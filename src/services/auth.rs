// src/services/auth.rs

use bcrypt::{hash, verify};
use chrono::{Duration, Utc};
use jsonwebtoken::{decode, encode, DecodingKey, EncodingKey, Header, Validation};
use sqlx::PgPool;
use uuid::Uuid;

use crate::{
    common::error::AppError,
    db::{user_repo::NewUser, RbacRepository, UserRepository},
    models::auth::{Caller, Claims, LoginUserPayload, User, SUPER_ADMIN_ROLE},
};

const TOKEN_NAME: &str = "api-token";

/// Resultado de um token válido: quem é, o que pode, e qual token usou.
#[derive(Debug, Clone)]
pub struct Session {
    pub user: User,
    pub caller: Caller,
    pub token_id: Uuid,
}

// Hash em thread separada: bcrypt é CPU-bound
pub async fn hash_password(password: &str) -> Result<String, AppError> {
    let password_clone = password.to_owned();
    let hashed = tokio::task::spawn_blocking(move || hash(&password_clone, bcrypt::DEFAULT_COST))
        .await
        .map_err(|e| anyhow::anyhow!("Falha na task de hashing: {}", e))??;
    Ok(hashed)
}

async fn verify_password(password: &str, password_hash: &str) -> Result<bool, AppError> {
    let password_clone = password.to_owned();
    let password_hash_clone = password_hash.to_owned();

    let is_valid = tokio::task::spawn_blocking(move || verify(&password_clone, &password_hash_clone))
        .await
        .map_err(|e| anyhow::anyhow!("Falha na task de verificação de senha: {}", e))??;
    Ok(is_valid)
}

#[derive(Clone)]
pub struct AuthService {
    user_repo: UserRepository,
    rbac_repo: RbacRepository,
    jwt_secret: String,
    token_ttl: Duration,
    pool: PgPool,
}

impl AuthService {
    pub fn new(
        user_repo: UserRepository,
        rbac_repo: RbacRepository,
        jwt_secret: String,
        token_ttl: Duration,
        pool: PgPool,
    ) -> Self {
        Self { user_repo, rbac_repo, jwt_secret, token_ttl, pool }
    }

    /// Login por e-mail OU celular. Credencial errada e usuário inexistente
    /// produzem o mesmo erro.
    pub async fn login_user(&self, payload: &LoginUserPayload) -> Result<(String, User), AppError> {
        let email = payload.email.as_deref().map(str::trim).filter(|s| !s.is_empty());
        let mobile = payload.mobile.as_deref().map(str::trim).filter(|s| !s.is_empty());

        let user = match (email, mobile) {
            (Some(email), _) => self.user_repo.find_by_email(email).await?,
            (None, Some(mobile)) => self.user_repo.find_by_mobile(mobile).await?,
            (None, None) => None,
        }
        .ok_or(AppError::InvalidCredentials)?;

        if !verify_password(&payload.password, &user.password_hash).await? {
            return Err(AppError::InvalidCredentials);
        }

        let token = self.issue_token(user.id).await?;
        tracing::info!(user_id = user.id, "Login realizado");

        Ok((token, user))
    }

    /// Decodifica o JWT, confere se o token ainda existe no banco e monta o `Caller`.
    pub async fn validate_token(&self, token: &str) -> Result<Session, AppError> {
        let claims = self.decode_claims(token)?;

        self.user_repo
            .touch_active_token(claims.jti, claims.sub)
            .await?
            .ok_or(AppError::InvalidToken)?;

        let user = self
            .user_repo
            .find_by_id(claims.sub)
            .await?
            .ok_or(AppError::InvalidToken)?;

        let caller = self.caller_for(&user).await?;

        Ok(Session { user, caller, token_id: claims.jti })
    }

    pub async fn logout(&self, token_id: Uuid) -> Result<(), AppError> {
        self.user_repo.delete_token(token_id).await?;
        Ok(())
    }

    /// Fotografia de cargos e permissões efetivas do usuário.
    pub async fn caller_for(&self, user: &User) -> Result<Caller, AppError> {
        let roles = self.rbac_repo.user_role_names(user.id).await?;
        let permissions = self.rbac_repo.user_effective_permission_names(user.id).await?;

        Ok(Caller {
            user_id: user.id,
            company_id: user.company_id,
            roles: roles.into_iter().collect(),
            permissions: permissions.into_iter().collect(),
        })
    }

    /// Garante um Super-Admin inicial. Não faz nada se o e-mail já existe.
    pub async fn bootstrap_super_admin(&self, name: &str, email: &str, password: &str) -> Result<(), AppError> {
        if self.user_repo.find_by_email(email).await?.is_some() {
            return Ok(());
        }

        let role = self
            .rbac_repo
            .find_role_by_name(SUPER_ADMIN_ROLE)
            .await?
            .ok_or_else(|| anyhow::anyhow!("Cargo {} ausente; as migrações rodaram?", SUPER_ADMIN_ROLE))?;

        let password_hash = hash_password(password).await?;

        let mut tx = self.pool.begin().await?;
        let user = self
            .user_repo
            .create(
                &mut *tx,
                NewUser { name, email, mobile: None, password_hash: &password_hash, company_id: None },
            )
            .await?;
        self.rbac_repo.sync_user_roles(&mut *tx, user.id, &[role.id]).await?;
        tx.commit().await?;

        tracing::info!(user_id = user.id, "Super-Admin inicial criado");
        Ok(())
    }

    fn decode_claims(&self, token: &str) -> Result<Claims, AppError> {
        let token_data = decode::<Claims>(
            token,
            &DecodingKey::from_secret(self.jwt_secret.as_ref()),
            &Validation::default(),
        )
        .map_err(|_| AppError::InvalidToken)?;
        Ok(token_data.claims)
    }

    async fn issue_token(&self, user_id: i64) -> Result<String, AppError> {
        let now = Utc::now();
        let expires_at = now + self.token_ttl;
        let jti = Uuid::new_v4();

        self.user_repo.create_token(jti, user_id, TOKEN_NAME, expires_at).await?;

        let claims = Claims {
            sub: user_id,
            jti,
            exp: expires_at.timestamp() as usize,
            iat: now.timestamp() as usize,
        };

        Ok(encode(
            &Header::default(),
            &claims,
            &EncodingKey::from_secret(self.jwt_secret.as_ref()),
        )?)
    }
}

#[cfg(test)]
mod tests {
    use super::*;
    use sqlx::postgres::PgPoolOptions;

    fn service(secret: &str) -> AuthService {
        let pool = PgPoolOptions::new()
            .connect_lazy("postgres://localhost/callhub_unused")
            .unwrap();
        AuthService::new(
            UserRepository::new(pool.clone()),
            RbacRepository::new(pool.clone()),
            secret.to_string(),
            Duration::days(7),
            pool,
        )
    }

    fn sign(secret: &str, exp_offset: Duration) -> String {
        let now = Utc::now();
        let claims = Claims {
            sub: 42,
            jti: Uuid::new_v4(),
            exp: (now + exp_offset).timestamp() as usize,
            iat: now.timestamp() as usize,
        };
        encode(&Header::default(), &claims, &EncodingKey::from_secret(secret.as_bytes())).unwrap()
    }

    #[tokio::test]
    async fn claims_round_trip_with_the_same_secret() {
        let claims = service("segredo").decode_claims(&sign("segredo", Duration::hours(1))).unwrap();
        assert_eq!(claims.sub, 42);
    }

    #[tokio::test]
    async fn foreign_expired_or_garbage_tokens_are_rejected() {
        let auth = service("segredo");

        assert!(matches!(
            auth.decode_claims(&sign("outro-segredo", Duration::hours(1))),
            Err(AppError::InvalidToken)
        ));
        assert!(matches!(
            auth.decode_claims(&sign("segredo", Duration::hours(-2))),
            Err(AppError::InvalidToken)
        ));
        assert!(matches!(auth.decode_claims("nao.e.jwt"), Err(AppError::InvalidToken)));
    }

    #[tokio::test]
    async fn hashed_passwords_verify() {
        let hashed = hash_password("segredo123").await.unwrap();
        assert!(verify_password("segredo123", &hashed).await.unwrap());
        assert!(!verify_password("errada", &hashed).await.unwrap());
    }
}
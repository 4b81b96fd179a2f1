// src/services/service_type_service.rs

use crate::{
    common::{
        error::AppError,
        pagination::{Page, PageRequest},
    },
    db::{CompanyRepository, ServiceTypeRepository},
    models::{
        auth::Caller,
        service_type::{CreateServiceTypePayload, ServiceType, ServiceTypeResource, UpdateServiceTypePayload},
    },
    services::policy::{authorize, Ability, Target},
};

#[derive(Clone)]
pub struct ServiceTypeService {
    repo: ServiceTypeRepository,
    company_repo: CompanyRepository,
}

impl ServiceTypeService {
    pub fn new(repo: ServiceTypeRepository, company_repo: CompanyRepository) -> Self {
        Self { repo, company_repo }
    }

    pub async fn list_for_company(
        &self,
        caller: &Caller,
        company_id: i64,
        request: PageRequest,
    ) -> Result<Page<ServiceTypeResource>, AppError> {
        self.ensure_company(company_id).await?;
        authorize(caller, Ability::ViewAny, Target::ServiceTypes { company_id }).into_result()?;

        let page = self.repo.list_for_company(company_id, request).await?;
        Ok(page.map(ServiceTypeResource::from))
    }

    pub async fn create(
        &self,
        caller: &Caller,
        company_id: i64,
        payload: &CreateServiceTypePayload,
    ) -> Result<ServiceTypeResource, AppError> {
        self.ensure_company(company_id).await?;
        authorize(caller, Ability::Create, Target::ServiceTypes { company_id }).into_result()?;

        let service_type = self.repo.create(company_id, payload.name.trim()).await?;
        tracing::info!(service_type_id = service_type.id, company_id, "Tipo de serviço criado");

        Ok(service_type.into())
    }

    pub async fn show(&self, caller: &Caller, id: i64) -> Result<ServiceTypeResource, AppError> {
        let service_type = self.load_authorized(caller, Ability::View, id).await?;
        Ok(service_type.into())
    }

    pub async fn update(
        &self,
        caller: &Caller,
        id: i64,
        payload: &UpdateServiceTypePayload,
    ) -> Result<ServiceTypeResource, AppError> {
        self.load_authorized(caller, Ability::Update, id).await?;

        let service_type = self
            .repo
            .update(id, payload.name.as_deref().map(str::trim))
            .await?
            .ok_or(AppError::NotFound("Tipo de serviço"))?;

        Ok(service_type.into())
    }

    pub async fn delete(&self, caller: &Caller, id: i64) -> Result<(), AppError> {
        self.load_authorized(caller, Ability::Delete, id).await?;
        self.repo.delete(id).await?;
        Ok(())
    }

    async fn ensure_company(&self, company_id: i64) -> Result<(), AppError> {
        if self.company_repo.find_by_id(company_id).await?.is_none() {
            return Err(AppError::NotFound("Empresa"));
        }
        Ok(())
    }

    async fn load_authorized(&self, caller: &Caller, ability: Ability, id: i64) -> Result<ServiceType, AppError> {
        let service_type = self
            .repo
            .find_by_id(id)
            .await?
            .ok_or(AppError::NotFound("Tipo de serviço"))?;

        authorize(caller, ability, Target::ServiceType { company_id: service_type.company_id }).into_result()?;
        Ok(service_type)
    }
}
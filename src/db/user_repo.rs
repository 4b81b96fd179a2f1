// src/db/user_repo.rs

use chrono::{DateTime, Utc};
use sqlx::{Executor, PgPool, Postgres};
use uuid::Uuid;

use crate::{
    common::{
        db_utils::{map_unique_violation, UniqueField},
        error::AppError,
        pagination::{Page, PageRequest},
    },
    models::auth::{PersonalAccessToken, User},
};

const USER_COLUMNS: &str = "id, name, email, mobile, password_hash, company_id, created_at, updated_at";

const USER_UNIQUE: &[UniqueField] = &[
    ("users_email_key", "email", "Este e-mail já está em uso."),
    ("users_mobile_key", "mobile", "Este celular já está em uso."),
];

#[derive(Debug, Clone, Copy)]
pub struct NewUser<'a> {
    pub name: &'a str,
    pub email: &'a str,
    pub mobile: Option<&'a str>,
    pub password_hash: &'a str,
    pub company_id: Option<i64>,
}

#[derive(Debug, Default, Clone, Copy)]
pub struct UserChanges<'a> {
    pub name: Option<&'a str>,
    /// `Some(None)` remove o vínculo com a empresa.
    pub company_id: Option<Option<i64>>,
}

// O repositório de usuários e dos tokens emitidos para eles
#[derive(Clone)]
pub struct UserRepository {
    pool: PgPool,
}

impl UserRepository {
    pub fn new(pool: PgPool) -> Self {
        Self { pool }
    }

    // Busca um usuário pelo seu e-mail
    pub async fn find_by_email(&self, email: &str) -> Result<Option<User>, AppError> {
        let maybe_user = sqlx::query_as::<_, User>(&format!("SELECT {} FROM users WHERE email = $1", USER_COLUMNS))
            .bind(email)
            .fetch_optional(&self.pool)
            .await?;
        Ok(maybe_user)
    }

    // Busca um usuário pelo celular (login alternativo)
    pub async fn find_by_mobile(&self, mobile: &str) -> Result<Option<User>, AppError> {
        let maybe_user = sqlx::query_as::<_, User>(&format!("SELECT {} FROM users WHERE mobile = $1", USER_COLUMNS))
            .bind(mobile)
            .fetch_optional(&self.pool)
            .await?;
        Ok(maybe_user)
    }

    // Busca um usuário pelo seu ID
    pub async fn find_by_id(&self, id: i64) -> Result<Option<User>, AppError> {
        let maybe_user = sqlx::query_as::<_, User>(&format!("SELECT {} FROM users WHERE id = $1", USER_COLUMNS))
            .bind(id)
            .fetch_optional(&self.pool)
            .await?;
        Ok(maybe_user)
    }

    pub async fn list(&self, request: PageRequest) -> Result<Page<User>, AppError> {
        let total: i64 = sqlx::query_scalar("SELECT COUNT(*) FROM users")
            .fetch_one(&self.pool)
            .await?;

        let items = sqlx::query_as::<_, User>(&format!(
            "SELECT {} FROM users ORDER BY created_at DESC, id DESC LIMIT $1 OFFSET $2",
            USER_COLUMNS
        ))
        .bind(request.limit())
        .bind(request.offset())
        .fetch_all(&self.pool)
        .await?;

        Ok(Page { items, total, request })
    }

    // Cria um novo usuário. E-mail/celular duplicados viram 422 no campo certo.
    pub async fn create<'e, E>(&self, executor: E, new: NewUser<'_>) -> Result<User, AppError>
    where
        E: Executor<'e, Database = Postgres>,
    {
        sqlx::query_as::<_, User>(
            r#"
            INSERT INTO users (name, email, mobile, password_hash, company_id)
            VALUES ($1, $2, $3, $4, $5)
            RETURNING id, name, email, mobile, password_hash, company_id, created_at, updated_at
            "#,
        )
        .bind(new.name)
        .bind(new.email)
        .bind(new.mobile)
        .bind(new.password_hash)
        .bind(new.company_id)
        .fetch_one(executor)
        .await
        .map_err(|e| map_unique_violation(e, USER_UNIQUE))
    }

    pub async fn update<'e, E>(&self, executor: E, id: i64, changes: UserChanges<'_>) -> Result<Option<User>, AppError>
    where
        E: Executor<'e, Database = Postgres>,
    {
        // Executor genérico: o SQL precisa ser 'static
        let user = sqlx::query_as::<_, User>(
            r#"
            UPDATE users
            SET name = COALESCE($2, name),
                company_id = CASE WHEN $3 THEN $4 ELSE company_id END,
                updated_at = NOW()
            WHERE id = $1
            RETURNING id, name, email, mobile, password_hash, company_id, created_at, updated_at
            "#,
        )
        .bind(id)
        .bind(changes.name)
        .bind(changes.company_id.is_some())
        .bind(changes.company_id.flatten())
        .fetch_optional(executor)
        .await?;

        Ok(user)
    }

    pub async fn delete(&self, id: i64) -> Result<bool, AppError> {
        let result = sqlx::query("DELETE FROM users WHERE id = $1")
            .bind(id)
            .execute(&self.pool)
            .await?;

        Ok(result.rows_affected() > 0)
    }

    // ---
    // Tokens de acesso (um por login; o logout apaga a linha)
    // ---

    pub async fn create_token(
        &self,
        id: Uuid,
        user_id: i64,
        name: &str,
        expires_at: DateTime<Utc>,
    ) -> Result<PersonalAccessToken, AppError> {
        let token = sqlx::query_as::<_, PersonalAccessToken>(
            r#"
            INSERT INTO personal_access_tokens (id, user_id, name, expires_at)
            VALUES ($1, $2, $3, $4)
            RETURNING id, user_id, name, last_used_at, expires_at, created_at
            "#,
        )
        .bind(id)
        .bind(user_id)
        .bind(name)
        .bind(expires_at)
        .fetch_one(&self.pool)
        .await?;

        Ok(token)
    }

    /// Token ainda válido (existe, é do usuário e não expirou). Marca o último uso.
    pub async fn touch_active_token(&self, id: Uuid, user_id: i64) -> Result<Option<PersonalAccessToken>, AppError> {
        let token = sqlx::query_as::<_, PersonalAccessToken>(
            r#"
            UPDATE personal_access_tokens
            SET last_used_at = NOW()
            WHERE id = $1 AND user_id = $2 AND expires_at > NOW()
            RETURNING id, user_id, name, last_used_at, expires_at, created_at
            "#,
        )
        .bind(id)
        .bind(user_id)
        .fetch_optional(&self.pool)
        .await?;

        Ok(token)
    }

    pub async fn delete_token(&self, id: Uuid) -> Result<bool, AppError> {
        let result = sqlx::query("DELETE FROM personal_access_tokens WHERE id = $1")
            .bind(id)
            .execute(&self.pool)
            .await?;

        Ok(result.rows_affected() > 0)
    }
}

----------------

WORK TASK ->
Please transcribe exactly the lines above from the line that has "page = self.repo.list_for_company(company_id, request).await?;" up to and including the line that has "authorize(caller, Ability::Create, Target::ServiceTypes"; no other line belongs in the answer.

WRITTEN ANSWER ->
        let page = self.repo.list_for_company(company_id, request).await?;
        Ok(page.map(ServiceTypeResource::from))
    }

    pub async fn create(
        &self,
        caller: &Caller,
        company_id: i64,
        payload: &CreateServiceTypePayload,
    ) -> Result<ServiceTypeResource, AppError> {
        self.ensure_company(company_id).await?;
        authorize(caller, Ability::Create, Target::ServiceTypes { company_id }).into_result()?;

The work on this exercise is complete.